Business Description

One of the world's largest suppliers of construction and other heavy industrial equipment.

Recent Price


CAPS Stars (Out of 5)


Percentage of Shares Owned by Insiders


Net Buying (Selling)*


Last Buyer (% Increase)

William Osborn, director
2,000 shares at $39.86 apiece on May 6
(Purchase bolstered direct holdings by 8%)

Last Seller (% Decrease)

Douglas Oberhelman, Chief Accounting Officer
20,000 shares at $38.71 apiece on Nov. 3, 2008.
(Sale represented 22% of direct holdings)


Deere (NYSE:DE)

CAPS Members Bullish on CAT Also Bullish on

General Electric   (NYSE:GE)

CAPS Members Bearish on CAT Also Bearish on

Ford (NYSE:F)
Bank of America (NYSE:BAC)

Recent Foolish Coverage of CAT

4-Star Stocks Poised to Pop: Caterpillar
Great Call on Caterpillar! What's Next?
Caterpillar Gets Squashed

Sources: Form 4 Oracle, Capital IQ, and Motley Fool CAPS. (Data current as of Sept. 29.)
* Open market sales and purchases only.

What we're tracking here, and why
Insider buying data can be confusing. Here, I'm concentrating only on buying and selling conducted in the open market. With most of these transactions, insiders control the timing. Other times they're buying or selling under the purview of a 10b5-1 plan. Either way, personal holdings are being bought and sold.

Those personal holdings matter the most -- they're the shares executives hold for investment, rather than compensation. Employee stock options are different; they're compensatory in the purest sense. I've stripped out options-related buying and selling from the calculations you see above.

The Foolish view: Bullish
Construction hasn't exactly been in a boom cycle lately.
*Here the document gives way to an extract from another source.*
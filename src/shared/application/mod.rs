pub mod exception_mapper;
pub mod response_normalizer;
The Architectural Billings Index fell to a three-month low in August, suggesting that there's still a long way to go before we see a full recovery in nonresidential construction.

That's bad news for Caterpillar and building equipment peers such as United Technologies (NYSE:UTX). They're at their best when supplying the needed heft for large-scale, nonresidential projects. Yet despite the bad news and generally sagging global economy, the stock has been a massive market-beater over the past quarter.
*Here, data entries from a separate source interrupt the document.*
use std::sync::Mutex;

use async_trait::async_trait;
use chrono::{DateTime, Utc};
use problem_details_api::{
    shared::domain::model::enums::api_error::ApiError,
    users::{
        domain::model::{
            entities::user::User,
            queries::list_users_query::{ListUsersQuery, UserSortField},
            value_objects::{user_email::UserEmail, user_id::UserId, user_name::UserName},
        },
        infrastructure::persistence::repositories::user_repository::UserRepository,
    },
};

#[derive(Default)]
struct FakeUserState {
    users: Vec<User>,
    next_id: i32,
    create_calls: usize,
    update_calls: usize,
    failure: Option<ApiError>,
}

pub struct FakeUserRepository {
    state: Mutex<FakeUserState>,
    clock: DateTime<Utc>,
}

impl FakeUserRepository {
    pub fn new() -> Self {
        Self {
            state: Mutex::new(FakeUserState {
                next_id: 1,
                ..FakeUserState::default()
            }),
            clock: DateTime::parse_from_rfc3339("2024-03-01T12:30:00Z")
                .expect("valid timestamp")
                .with_timezone(&Utc),
        }
    }

    pub fn insert(&self, email: &str, name: &str) -> User {
        let mut state = self.state.lock().expect("mutex poisoned");
        let user = User::restore(
            UserId::new(state.next_id).expect("positive id"),
            UserEmail::new(email.to_string()).expect("valid email"),
            UserName::new(name.to_string()).expect("valid name"),
            self.clock,
            self.clock,
        );
        state.next_id += 1;
        state.users.push(user.clone());
        user
    }

    /// Every subsequent call fails with `error`.
    pub fn fail_with(&self, error: ApiError) {
        self.state.lock().expect("mutex poisoned").failure = Some(error);
    }

    pub fn create_calls(&self) -> usize {
        self.state.lock().expect("mutex poisoned").create_calls
    }

    pub fn update_calls(&self) -> usize {
        self.state.lock().expect("mutex poisoned").update_calls
    }

    pub fn len(&self) -> usize {
        self.state.lock().expect("mutex poisoned").users.len()
    }

    fn check_failure(state: &FakeUserState) -> Result<(), ApiError> {
        match &state.failure {
            Some(error) => Err(error.clone()),
            None => Ok(()),
        }
    }
}

#[async_trait]
impl UserRepository for FakeUserRepository {
    async fn create(&self, email: &UserEmail, name: &UserName) -> Result<User, ApiError> {
        {
            let mut state = self.state.lock().expect("mutex poisoned");
            state.create_calls += 1;
            Self::check_failure(&state)?;
        }
        Ok(self.insert(email.value(), name.value()))
    }

    async fn find_by_id(&self, user_id: UserId) -> Result<Option<User>, ApiError> {
        let state = self.state.lock().expect("mutex poisoned");
        Self::check_failure(&state)?;
        Ok(state.users.iter().find(|user| user.id() == user_id).cloned())
    }

    async fn find_by_email(&self, email: &UserEmail) -> Result<Option<User>, ApiError> {
        let state = self.state.lock().expect("mutex poisoned");
        Self::check_failure(&state)?;
        Ok(state.users.iter().find(|user| user.email() == email).cloned())
    }

    async fn list(&self, query: &ListUsersQuery) -> Result<(Vec<User>, u64), ApiError> {
        let state = self.state.lock().expect("mutex poisoned");
        Self::check_failure(&state)?;

        let mut users = state.users.clone();
        match query.sort_field() {
            UserSortField::Email => users.sort_by(|a, b| a.email().value().cmp(b.email().value())),
            UserSortField::Name => users.sort_by(|a, b| a.name().value().cmp(b.name().value())),
            _ => users.sort_by_key(|user| user.id().value()),
        }
        if query.sort_order().as_sql() == "DESC" {
            users.reverse();
        }

        let total = users.len() as u64;
        let window = users
            .into_iter()
            .skip(usize::try_from(query.pagination().offset()).unwrap_or(usize::MAX))
            .take(usize::try_from(query.pagination().limit()).unwrap_or(usize::MAX))
            .collect();
        Ok((window, total))
    }

    async fn update(
        &self,
        user_id: UserId,
        email: Option<&UserEmail>,
        name: Option<&UserName>,
    ) -> Result<User, ApiError> {
        let mut state = self.state.lock().expect("mutex poisoned");
        state.update_calls += 1;
        Self::check_failure(&state)?;

        let position = state
            .users
            .iter()
            .position(|user| user.id() == user_id)
            .ok_or_else(|| ApiError::not_found("User", user_id.value()))?;
        let current = state.users[position].clone();
        let updated = User::restore(
            current.id(),
            email.cloned().unwrap_or_else(|| current.email().clone()),
            name.cloned().unwrap_or_else(|| current.name().clone()),
            current.created_at(),
            self.clock,
        );
        state.users[position] = updated.clone();
        Ok(updated)
    }

    async fn delete(&self, user_id: UserId) -> Result<(), ApiError> {
        let mut state = self.state.lock().expect("mutex poisoned");
        Self::check_failure(&state)?;

        let before = state.users.len();
        state.users.retain(|user| user.id() != user_id);
        if state.users.len() == before {
            return Err(ApiError::not_found("User", user_id.value()));
        }
        Ok(())
    }
}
CAPS investors expect the good times to continue. "Global (China) business will help in short term, but I think if [and] when the U.S. economy really picks up that CAT will see huge growth over the next 3 to 5 years," wrote CAPS investor toms66gtstang last week. "I'm in with a small position at $26.40 so I'm feeling pretty good already, just wish I had bought more."
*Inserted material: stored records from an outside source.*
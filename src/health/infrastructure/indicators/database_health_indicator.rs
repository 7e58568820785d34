use std::sync::Arc;

use async_trait::async_trait;
use serde_json::json;

use crate::{
    health::domain::{
        model::value_objects::health_check_result::HealthCheckResult,
        services::health_indicator::HealthIndicator,
    },
    shared::infrastructure::persistence::{data_store::DataStore, database_service::DatabaseService},
};

pub const DATABASE_INDICATOR_NAME: &str = "database";

/// Pings the store through the data-access facade.
pub struct DatabaseHealthIndicator<S: DataStore> {
    database: Arc<DatabaseService<S>>,
}

impl<S: DataStore> DatabaseHealthIndicator<S> {
    pub fn new(database: Arc<DatabaseService<S>>) -> Self {
        Self { database }
    }
}

#[async_trait]
impl<S: DataStore> HealthIndicator for DatabaseHealthIndicator<S> {
    fn name(&self) -> &str {
        DATABASE_INDICATOR_NAME
    }

    async fn check(&self) -> HealthCheckResult {
        let result = match self.database.ping().await {
            Ok(()) => HealthCheckResult::up(),
            Err(error) => HealthCheckResult::down(error.to_string()),
        };

        result.with_details(json!({ "connected": self.database.is_connected().await }))
    }
}
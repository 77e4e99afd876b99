//! Core traits for the tormask system
//!
//! This module defines the abstract interfaces that all implementations must follow.
//!
//! - [`CookieSource`]: Load the daemon's authentication cookie
//! - [`ControlChannel`]: Authenticate and signal the daemon
//! - [`IdentitySource`]: Learn the externally visible identity
//! - [`HttpFetcher`]: Opaque JSON-over-HTTP transport
//! - [`ChangeLog`]: Append-only record of identity changes
//! - [`DaemonControl`]: Stop the daemon when the session ends

pub mod control_channel;
pub mod identity_source;
pub mod change_log;
pub mod daemon;

pub use control_channel::{AuthCookie, ControlChannel, CookieSource};
pub use identity_source::{
    HttpFetcher, IdentityRecord, IdentitySource, Route, UNKNOWN, clean_field,
};
pub use change_log::{ChangeLog, ChangeLogEntry, TIMESTAMP_FORMAT};
pub use daemon::{DaemonControl, KeepRunning};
Insiders are at once more bearish and more bullish than toms66gtstang. Most of their buying has come at more than $30 per share, and what selling they've done has come near $40 per share. Yes, the stock trades for higher than that today, but not that much higher. Barring further insider sales, I predict a market-beating performance over the next 12 months.

Do you agree? Disagree? Log into Motley Fool CAPS today and tell us how you would rate Caterpillar.

And if you want me to take a Foolish peek at the insider action of your favorite stock, email me here or use the comments box below. I'll write this column as often as you, our readers, demand.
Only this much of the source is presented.